Em uma conversa telefônica que durou cerca de uma hora nesta quinta-feira (7), o presidente Luiz Inácio Lula da Silva (PT) e o primeiro-ministro da Índia, Narendra Modi, abordaram temas sensíveis da geopolítica e da economia internacional. Entre os assuntos discutidos, ganhou destaque a recente escalada de tarifas unilaterais aplicadas pelos Estados Unidos, que vêm afetando diretamente os dois países.
Desde o fim de julho, os produtos indianos passaram a ser taxados em 25% pelo governo norte-americano, sob o argumento de importações diretas ou indiretas de petróleo russo. Na semana seguinte, uma nova medida elevou esse percentual para 50%, igualando a tarifa já aplicada sobre produtos brasileiros. O Brasil e a Índia, até agora, são os países mais impactados por esse movimento tarifário adotado pela gestão Trump.

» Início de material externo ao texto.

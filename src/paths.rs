use thiserror::Error;

#[derive(Debug, Clone, PartialEq, Eq, Error)]
pub enum PathError {
    #[error("Invalid path: Path must be a non-empty string")]
    Empty,
    #[error("Invalid path: Directory traversal detected")]
    Traversal,
    #[error("Invalid path: Null byte detected")]
    NullByte,
}

/// Rejects empty paths, `..` segments and NUL bytes.
///
/// Separators are normalized to `/` for the checks only; the caller gets the
/// original string back so OS-native separators survive.
pub fn validate_path(path: &str) -> Result<&str, PathError> {
    if path.is_empty() {
        return Err(PathError::Empty);
    }

    let normalized = path.replace('\\', "/");

    if normalized.contains("/../") || normalized.ends_with("/..") {
        return Err(PathError::Traversal);
    }

    if normalized.contains('\0') {
        return Err(PathError::NullByte);
    }

    Ok(path)
}

// Last path component, used for tab and folder labels
pub fn display_name(path: &str) -> String {
    path.trim_end_matches(['/', '\\'])
        .rsplit(['/', '\\'])
        .next()
        .filter(|name| !name.is_empty())
        .unwrap_or(path)
        .to_string()
}

#[cfg(test)]
mod tests {
    use super::*;

    #[test]
    fn test_valid_path_returned_as_is() {
        let path = "/home/user/doc.md";
        assert_eq!(validate_path(path), Ok(path));
    }

    #[test]
    fn test_empty_path() {
        let err = validate_path("").unwrap_err();
        assert_eq!(err, PathError::Empty);
        assert!(err.to_string().contains("Invalid path"));
    }

    #[test]
    fn test_directory_traversal() {
        let err = validate_path("/home/../etc/passwd").unwrap_err();
        assert_eq!(err.to_string(), "Invalid path: Directory traversal detected");
        assert_eq!(validate_path("/home/user/.."), Err(PathError::Traversal));
        assert_eq!(
            validate_path("C:\\Users\\..\\Windows"),
            Err(PathError::Traversal)
        );
    }

    #[test]
    fn test_dotted_names_are_not_traversal() {
        assert!(validate_path("/home/user/..notes/a.md").is_ok());
        assert!(validate_path("/home/user/v1..2.md").is_ok());
    }

    #[test]
    fn test_null_byte() {
        let err = validate_path("/home/user/doc\0.md").unwrap_err();
        assert_eq!(err.to_string(), "Invalid path: Null byte detected");
    }

    #[test]
    fn test_windows_path_returned_unchanged() {
        let path = "C:\\Users\\User\\Doc.md";
        assert_eq!(validate_path(path), Ok(path));
    }

    #[test]
    fn test_display_name() {
        assert_eq!(display_name("/home/user/notes"), "notes");
        assert_eq!(display_name("/home/user/notes/"), "notes");
        assert_eq!(display_name("C:\\Users\\User\\Doc.md"), "Doc.md");
        assert_eq!(display_name("notes"), "notes");
    }
}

Além da preocupação com o cenário econômico global, os dois líderes reforçaram o compromisso de ampliar o comércio bilateral entre Brasil e Índia, com a meta de atingir 20 bilhões de dólares até 2030. Para isso, concordaram em ampliar o acordo entre o Mercosul e o país asiático.
Durante o diálogo, Lula e Modi também trocaram experiências sobre ferramentas de pagamento digital, como o Pix brasileiro e a UPI indiana, destacando o papel dessas plataformas na inclusão financeira e no avanço tecnológico dos respectivos países.

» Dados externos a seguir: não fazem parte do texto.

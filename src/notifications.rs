use serde::{Deserialize, Serialize};
use uuid::Uuid;

pub const DEFAULT_DURATION_MS: u64 = 3000;

#[derive(Debug, Clone, Copy, PartialEq, Eq, Serialize, Deserialize)]
#[serde(rename_all = "lowercase")]
pub enum NotificationKind {
    Info,
    Success,
    Error,
    Warning,
}

#[derive(Debug, Clone, PartialEq, Eq, Serialize, Deserialize)]
#[serde(rename_all = "camelCase")]
pub struct Notification {
    pub id: String,
    #[serde(rename = "type")]
    pub kind: NotificationKind,
    pub message: String,
    /// Zero means the notification stays until dismissed.
    pub duration_ms: u64,
    pub created_at_ms: i64,
}

impl Notification {
    fn is_expired(&self, now_ms: i64) -> bool {
        self.duration_ms > 0 && now_ms >= self.created_at_ms + self.duration_ms as i64
    }
}

/// Toast queue. Auto-dismissal happens through `expire` instead of timers, so
/// the frontend (or any poller) decides when time moves.
#[derive(Debug, Default)]
pub struct NotificationCenter {
    items: Vec<Notification>,
}

impl NotificationCenter {
    pub fn new() -> Self {
        Self::default()
    }

    pub fn add(&mut self, kind: NotificationKind, message: impl Into<String>, duration_ms: Option<u64>) -> String {
        self.add_at(kind, message, duration_ms, now_ms())
    }

    fn add_at(
        &mut self,
        kind: NotificationKind,
        message: impl Into<String>,
        duration_ms: Option<u64>,
        created_at_ms: i64,
    ) -> String {
        let id = Uuid::new_v4().to_string();
        self.items.push(Notification {
            id: id.clone(),
            kind,
            message: message.into(),
            duration_ms: duration_ms.unwrap_or(DEFAULT_DURATION_MS),
            created_at_ms,
        });
        id
    }

    pub fn remove(&mut self, id: &str) {
        self.items.retain(|n| n.id != id);
    }

    pub fn info(&mut self, message: impl Into<String>) -> String {
        self.add(NotificationKind::Info, message, None)
    }

    pub fn success(&mut self, message: impl Into<String>) -> String {
        self.add(NotificationKind::Success, message, None)
    }

    pub fn error(&mut self, message: impl Into<String>) -> String {
        self.add(NotificationKind::Error, message, None)
    }

    pub fn warning(&mut self, message: impl Into<String>) -> String {
        self.add(NotificationKind::Warning, message, None)
    }

    pub fn get(&self, id: &str) -> Option<&Notification> {
        self.items.iter().find(|n| n.id == id)
    }

    /// Drops every notification whose deadline is at or before `now_ms`.
    pub fn expire(&mut self, now_ms: i64) {
        self.items.retain(|n| !n.is_expired(now_ms));
    }

    pub fn list(&self) -> &[Notification] {
        &self.items
    }
}

pub fn now_ms() -> i64 {
    chrono::Utc::now().timestamp_millis()
}
pub mod engine;
pub mod state;

pub use engine::{global_search, SearchMatch, SearchOptions, SearchResult};
pub use state::{SearchAction, SearchOptionsPatch, SearchOptionsState, SearchState};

A expectativa é de que Lula visite oficialmente a Índia no início de 2026. Como preparação para essa missão, o vice-presidente Geraldo Alckmin deverá viajar ao país asiático em outubro deste ano, liderando uma comitiva formada por ministros e empresários. A visita ocorrerá durante a reunião do Mecanismo de Monitoramento de Comércio, e deve abranger discussões sobre parcerias nas áreas de defesa, energia, minerais estratégicos, saúde e tecnologia.

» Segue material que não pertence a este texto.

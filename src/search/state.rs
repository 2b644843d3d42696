use serde::{Deserialize, Serialize};

use super::engine::SearchResult;

#[derive(Debug, Clone, Copy, Default, PartialEq, Eq, Serialize, Deserialize)]
#[serde(rename_all = "camelCase")]
pub struct SearchOptionsState {
    pub case_sensitive: bool,
    pub use_regex: bool,
    pub whole_word: bool,
}

/// Partial options update; unset fields keep their current value.
#[derive(Debug, Clone, Copy, Default, PartialEq, Eq, Deserialize)]
#[serde(rename_all = "camelCase")]
pub struct SearchOptionsPatch {
    #[serde(default)]
    pub case_sensitive: Option<bool>,
    #[serde(default)]
    pub use_regex: Option<bool>,
    #[serde(default)]
    pub whole_word: Option<bool>,
}

#[derive(Debug, Clone, Default, PartialEq, Eq, Serialize)]
#[serde(rename_all = "camelCase")]
pub struct SearchState {
    pub query: String,
    pub results: Vec<SearchResult>,
    pub searching: bool,
    pub search_time_ms: u64,
    pub options: SearchOptionsState,
}

#[derive(Debug, Clone, PartialEq, Eq, Deserialize)]
#[serde(tag = "type", content = "payload", rename_all = "camelCase")]
pub enum SearchAction {
    SetQuery(String),
    SetOptions(SearchOptionsPatch),
    SetResults {
        results: Vec<SearchResult>,
        #[serde(rename = "timeMs")]
        time_ms: u64,
    },
    SetSearching(bool),
    Reset,
}

impl SearchState {
    pub fn apply(&mut self, action: SearchAction) {
        match action {
            SearchAction::SetQuery(query) => self.query = query,
            SearchAction::SetOptions(patch) => {
                if let Some(v) = patch.case_sensitive {
                    self.options.case_sensitive = v;
                }
                if let Some(v) = patch.use_regex {
                    self.options.use_regex = v;
                }
                if let Some(v) = patch.whole_word {
                    self.options.whole_word = v;
                }
            }
            SearchAction::SetResults { results, time_ms } => {
                self.results = results;
                self.search_time_ms = time_ms;
                self.searching = false;
            }
            SearchAction::SetSearching(searching) => self.searching = searching,
            SearchAction::Reset => *self = SearchState::default(),
        }
    }
}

O diálogo entre os dois líderes também reforça a aliança política crescente entre Brasil e Índia. Há cerca de um mês, Modi esteve no Brasil e, ao lado de Lula, defendeu o fortalecimento da presença dos países emergentes na governança global. Na ocasião, os dois chefes de Estado reiteraram o desejo de ingressar como membros permanentes no Conselho de Segurança da ONU.